For the entries that follow, state how many lines include the word "static", giving the number and nothing else.

Saved data entries

┄┄┄┄┄┄┄┄┄┄┄┄┄┄┄┄┄┄┄┄

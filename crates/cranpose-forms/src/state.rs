//! State holder for a single form field.
//!
//! `FormFieldState` owns what the field shows (text plus selection) and the
//! validation outcome for it. The validation rules themselves are supplied by
//! the caller; this crate only defines the contract.

use crate::text::{char_len, take_chars, TextFieldValue};
use smallvec::SmallVec;
use std::borrow::Cow;
use std::cell::RefCell;
use std::fmt;
use std::rc::Rc;

/// A validation problem reported for a field value.
#[derive(Debug, Clone, PartialEq, Eq, Hash)]
pub struct FieldError {
    message: Cow<'static, str>,
}

impl FieldError {
    pub fn new(message: impl Into<Cow<'static, str>>) -> Self {
        Self {
            message: message.into(),
        }
    }

    pub fn message(&self) -> &str {
        &self.message
    }
}

impl fmt::Display for FieldError {
    fn fmt(&self, f: &mut fmt::Formatter<'_>) -> fmt::Result {
        f.write_str(&self.message)
    }
}

impl std::error::Error for FieldError {}

/// Errors collected for one value; fields rarely report more than two.
pub type FieldErrors = SmallVec<[FieldError; 2]>;

type CheckValid = Rc<dyn Fn(&str) -> FieldErrors>;
type ChangeListener = Rc<dyn Fn(&TextFieldValue)>;

struct FormFieldStateInner {
    value: TextFieldValue,
    errors: FieldErrors,
    check_valid: Option<CheckValid>,
    max_length: Option<usize>,
    listeners: Vec<ChangeListener>,
}

impl FormFieldStateInner {
    fn recheck(&mut self) {
        self.errors = match &self.check_valid {
            Some(check) => check(&self.value.text),
            None => FieldErrors::new(),
        };
    }
}

/// Observable state of a form field.
///
/// Clones share the same state, so the host surface and the screen logic can
/// each hold a handle.
///
/// # Thread Safety
///
/// Uses `Rc<RefCell<...>>` internally and is not thread-safe. Edits arrive
/// from the UI thread's serialized event dispatch.
#[derive(Clone)]
pub struct FormFieldState {
    inner: Rc<RefCell<FormFieldStateInner>>,
}

impl fmt::Debug for FormFieldState {
    fn fmt(&self, f: &mut fmt::Formatter<'_>) -> fmt::Result {
        let inner = self.inner.borrow();
        f.debug_struct("FormFieldState")
            .field("text", &inner.value.text)
            .field("selection", &inner.value.selection)
            .field("errors", &inner.errors)
            .finish()
    }
}

impl FormFieldState {
    /// Creates an empty field.
    pub fn new() -> Self {
        Self::with_value("")
    }

    /// Creates a field pre-seeded with `initial`, cursor at end.
    ///
    /// Masked phone fields are commonly seeded with the mask prefix
    /// (`"+7 "`).
    pub fn with_value(initial: impl Into<String>) -> Self {
        Self {
            inner: Rc::new(RefCell::new(FormFieldStateInner {
                value: TextFieldValue::new(initial),
                errors: FieldErrors::new(),
                check_valid: None,
                max_length: None,
                listeners: Vec::new(),
            })),
        }
    }

    /// Installs the validation check and runs it on the current value.
    pub fn with_validator(self, check: impl Fn(&str) -> FieldErrors + 'static) -> Self {
        {
            let mut inner = self.inner.borrow_mut();
            inner.check_valid = Some(Rc::new(check));
            inner.recheck();
        }
        self
    }

    /// Plain text of the field.
    pub fn value(&self) -> String {
        self.inner.borrow().value.text.clone()
    }

    /// Replaces the text and places the cursor at the end.
    pub fn set_value(&self, text: impl Into<String>) {
        self.set_text(TextFieldValue::new(text));
    }

    /// Rendered value with selection.
    pub fn text(&self) -> TextFieldValue {
        self.inner.borrow().value.clone()
    }

    /// Replaces text and selection, clamping the selection into the text.
    pub fn set_text(&self, value: TextFieldValue) {
        let changed = {
            let mut inner = self.inner.borrow_mut();
            let mut value = value;
            if let Some(max) = inner.max_length {
                if char_len(&value.text) > max {
                    value.text = take_chars(&value.text, max).to_owned();
                }
            }
            let value = value.clamped();
            if value == inner.value {
                false
            } else {
                let text_changed = value.text != inner.value.text;
                inner.value = value;
                if text_changed {
                    inner.recheck();
                }
                true
            }
        };
        if changed {
            self.notify();
        }
    }

    /// Moves the cursor to the end of the text.
    pub fn position_to_end(&self) {
        let text = self.value();
        self.set_text(TextFieldValue::new(text));
    }

    /// Limits later values to `max` chars and truncates the current one.
    pub fn set_max_length(&self, max: usize) {
        self.inner.borrow_mut().max_length = Some(max);
        self.set_text(self.text());
    }

    pub fn max_length(&self) -> Option<usize> {
        self.inner.borrow().max_length
    }

    /// Errors for the current value.
    pub fn errors(&self) -> FieldErrors {
        self.inner.borrow().errors.clone()
    }

    pub fn first_error(&self) -> Option<FieldError> {
        self.inner.borrow().errors.first().cloned()
    }

    pub fn has_errors(&self) -> bool {
        !self.inner.borrow().errors.is_empty()
    }

    /// Re-runs the validation check; returns true when the value is valid.
    pub fn validate(&self) -> bool {
        let mut inner = self.inner.borrow_mut();
        inner.recheck();
        inner.errors.is_empty()
    }

    /// Adds a listener that is called when the value changes.
    ///
    /// Returns the listener index.
    pub fn add_listener(&self, listener: impl Fn(&TextFieldValue) + 'static) -> usize {
        let mut inner = self.inner.borrow_mut();
        let index = inner.listeners.len();
        inner.listeners.push(Rc::new(listener));
        index
    }

    /// Listeners run with no borrow held, so they may write back into the
    /// state.
    fn notify(&self) {
        let value = self.text();
        let listeners = self.inner.borrow().listeners.clone();
        for listener in listeners {
            listener(&value);
        }
    }
}

impl Default for FormFieldState {
    fn default() -> Self {
        Self::new()
    }
}

impl PartialEq for FormFieldState {
    fn eq(&self, other: &Self) -> bool {
        Rc::ptr_eq(&self.inner, &other.inner)
    }
}

#[cfg(test)]
mod tests {
    use super::*;
    use crate::text::TextRange;
    use smallvec::smallvec;
    use std::cell::Cell;

    fn required(target: &str) -> FieldErrors {
        if target.trim().is_empty() {
            smallvec![FieldError::new("required")]
        } else {
            FieldErrors::new()
        }
    }

    #[test]
    fn new_state_is_empty() {
        let state = FormFieldState::new();
        assert_eq!(state.value(), "");
        assert_eq!(state.text(), TextFieldValue::default());
        assert!(!state.has_errors());
    }

    #[test]
    fn seeded_value_has_cursor_at_end() {
        let state = FormFieldState::with_value("+7 ");
        assert_eq!(state.text().selection, TextRange::cursor(3));
    }

    #[test]
    fn set_text_clamps_selection() {
        let state = FormFieldState::new();
        state.set_text(TextFieldValue {
            text: String::new(),
            selection: TextRange::cursor(4),
        });
        assert_eq!(state.text().selection, TextRange::zero());
    }

    #[test]
    fn validator_runs_on_every_text_change() {
        let state = FormFieldState::new().with_validator(required);
        assert!(state.has_errors());
        assert_eq!(state.first_error().unwrap().message(), "required");

        state.set_value("Ann");
        assert!(!state.has_errors());
        assert!(state.validate());

        state.set_value("  ");
        assert!(!state.validate());
        assert_eq!(state.errors().len(), 1);
    }

    #[test]
    fn max_length_truncates() {
        let state = FormFieldState::with_value("1234567");
        state.set_max_length(4);
        assert_eq!(state.value(), "1234");
        state.set_value("98765");
        assert_eq!(state.value(), "9876");
        assert_eq!(state.max_length(), Some(4));
    }

    #[test]
    fn position_to_end_moves_cursor() {
        let state = FormFieldState::new();
        state.set_text(TextFieldValue::with_selection("123", TextRange::zero()));
        state.position_to_end();
        assert_eq!(state.text().selection, TextRange::cursor(3));
    }

    #[test]
    fn listener_is_called_on_change_only() {
        let state = FormFieldState::new();
        let calls = Rc::new(Cell::new(0));
        let calls_clone = calls.clone();
        state.add_listener(move |_value| calls_clone.set(calls_clone.get() + 1));

        state.set_value("1");
        state.set_value("1");
        assert_eq!(calls.get(), 1);
    }

    #[test]
    fn listener_can_write_back_into_state() {
        let state = FormFieldState::new().with_validator(required);
        let handle = state.clone();
        let seen = Rc::new(RefCell::new(Vec::new()));
        let seen_clone = seen.clone();
        state.add_listener(move |value| {
            seen_clone.borrow_mut().push(value.text.clone());
            if value.text == "x" {
                handle.set_value("y");
                handle.set_max_length(8);
                handle.validate();
            }
        });

        state.set_value("x");
        assert_eq!(state.value(), "y");
        assert_eq!(*seen.borrow(), ["x", "y"]);
        assert!(!state.has_errors());
    }

    #[test]
    fn clones_share_state() {
        let state = FormFieldState::new();
        let other = state.clone();
        other.set_value("shared");
        assert_eq!(state.value(), "shared");
        assert_eq!(state, other);
        assert_ne!(state, FormFieldState::new());
    }
}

┄┄┄┄┄┄┄┄┄┄┄┄┄┄┄┄┄┄┄┄

◆ **WRITTEN RESPONSE**
4